Yatomi Y, Yamamura S, Ruan F, Kume S, Ozaki Y, Igarashi Y
Department of Laboratory Medicine, Yamanashi Medical University, Japan.
FEBS Lett. 1997 Nov 17;417(3):341-4. doi: 10.1016/s0014-5793(97)01321-5.

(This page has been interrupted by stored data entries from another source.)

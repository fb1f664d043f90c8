// File: crates/crosshair-core/src/instance.rs
// Summary: Binds a host chart, its crosshair plugin and its sync-bus subscription.

use std::cell::RefCell;
use std::rc::Rc;

use tracing::warn;

use crate::config::CrosshairOptions;
use crate::geometry::Point;
use crate::gesture::PointerEvent;
use crate::host::ChartHost;
use crate::interaction::{interpolate_mode, InteractionItem};
use crate::plugin::{ChartPlugin, Crosshair};
use crate::render::DrawSurface;
use crate::sync::{SyncBus, SyncMessage, Subscription};
use crate::zoom::ResetOrigin;

/// A chart with the crosshair attached. Instances are shared through
/// `Rc<RefCell<_>>` so the sync bus can reach them.
pub struct ChartInstance<H: ChartHost> {
    host: H,
    crosshair: Crosshair,
    subscription: Option<Subscription>,
}

pub type SharedInstance<H> = Rc<RefCell<ChartInstance<H>>>;

impl<H: ChartHost + 'static> ChartInstance<H> {
    /// Run the init hook and, when sync is enabled, subscribe to `bus`.
    pub fn attach(mut host: H, options: &CrosshairOptions, bus: &SyncBus) -> SharedInstance<H> {
        let mut crosshair = Crosshair::new(options.resolve(), bus.clone());
        crosshair.after_init(&mut host);

        let sync = crosshair.config().sync;
        let active = crosshair.is_active();
        let id = crosshair.id();
        let instance = Rc::new(RefCell::new(Self { host, crosshair, subscription: None }));

        if active && sync.enabled {
            let weak = Rc::downgrade(&instance);
            let subscription = bus.subscribe(id, sync.group, move |msg| {
                let Some(instance) = weak.upgrade() else { return };
                match instance.try_borrow_mut() {
                    Ok(mut inst) => inst.deliver(msg),
                    Err(_) => warn!(chart = %id, "sync message dropped: chart busy"),
                };
            });
            instance.borrow_mut().subscription = Some(subscription);
        }
        instance
    }
}

impl<H: ChartHost> ChartInstance<H> {
    pub fn host(&self) -> &H { &self.host }
    pub fn host_mut(&mut self) -> &mut H { &mut self.host }
    pub fn crosshair(&self) -> &Crosshair { &self.crosshair }
    pub fn is_subscribed(&self) -> bool { self.subscription.is_some() }

    /// Post-event hook.
    pub fn pointer(&mut self, event: PointerEvent) {
        self.crosshair.after_event(&mut self.host, &event);
    }

    /// Post-draw hook.
    pub fn draw(&mut self, surface: &mut dyn DrawSurface) {
        self.crosshair.after_draw(&self.host, surface);
    }

    /// Pre-tooltip-draw hook.
    pub fn tooltip_visible(&self) -> bool {
        self.crosshair.before_tooltip_draw(&self.host)
    }

    /// Items for a tooltip at `pointer`, interpolated where datasets opt in.
    pub fn interaction_items(&self, pointer: Point) -> Vec<InteractionItem> {
        interpolate_mode(&self.host, pointer)
    }

    pub fn zoom(&mut self, start: f64, end: f64) -> bool {
        self.crosshair.apply_zoom(&mut self.host, start, end)
    }

    pub fn pan_zoom(&mut self, increment: f64) -> bool {
        self.crosshair.pan_zoom(&mut self.host, increment)
    }

    /// Invoked by the host when its reset control is clicked.
    pub fn click_reset_control(&mut self) {
        self.crosshair.reset_zoom(&mut self.host, ResetOrigin::Local);
    }

    /// Destroy hook; also drops the bus subscription.
    pub fn destroy(&mut self) {
        self.crosshair.after_destroy(&mut self.host);
        self.subscription = None;
    }

    fn deliver(&mut self, msg: &SyncMessage) {
        self.crosshair.handle_sync(&mut self.host, msg);
    }
}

We recently reported that N,N-dimethylsphingosine 1-phosphate (DMS-1-P) can be formed from N,N-dimethylsphingosine (DMS) in activated platelets [Y. Yatomi et al., Biochem. Biophys. Res. Commun. 231 (1997) 848-851]. In this study, we synthesized, for the first time, DMS-1-P and examined the functional effects of DMS-1-P and its related sphingolipids on platelets. Although exogenous DMS was inactive, its phosphorylated derivative, DMS-1-P, induced platelet intracellular Ca2+ mobilization and shape change, but not aggregation or release reactions. Since sphingosine 1-phosphate (Sph-1-P) is structurally related to DMS-1-P and activates platelets more strongly than DMS-1-P, a competitive binding experiment for [3H]Sph-1-P was performed using DMS-1-P. DMS-1-P reduced the binding of [3H]Sph-1-P to platelets almost as much as unlabeled Sph-1-P did. These results suggest that DMS-1-P activates platelets via an interaction with a platelet surface receptor for Sph-1-P.
我们最近报道,在活化的血小板中,N,N-二甲基鞘氨醇1-磷酸酯(DMS-1-P)可由N,N-二甲基鞘氨醇(DMS)生成[Y. Yatomi等人,《生物化学与生物物理研究通讯》231(1997)848 - 851]。在本研究中,我们首次合成了DMS-1-P,并研究了DMS-1-P及其相关鞘脂对血小板的功能影响。尽管外源性DMS无活性,但其磷酸化衍生物DMS-1-P可诱导血小板细胞内Ca2+动员和形态改变,但不诱导聚集或释放反应。由于鞘氨醇1-磷酸酯(Sph-1-P)在结构上与DMS-1-P相关,且比DMS-1-P更强烈地激活血小板,因此使用DMS-1-P进行了[3H]Sph-1-P的竞争性结合实验。DMS-1-P对[3H]Sph-1-P与血小板结合的减少程度几乎与未标记的Sph-1-P相同。这些结果表明,DMS-1-P通过与血小板表面Sph-1-P受体相互作用来激活血小板。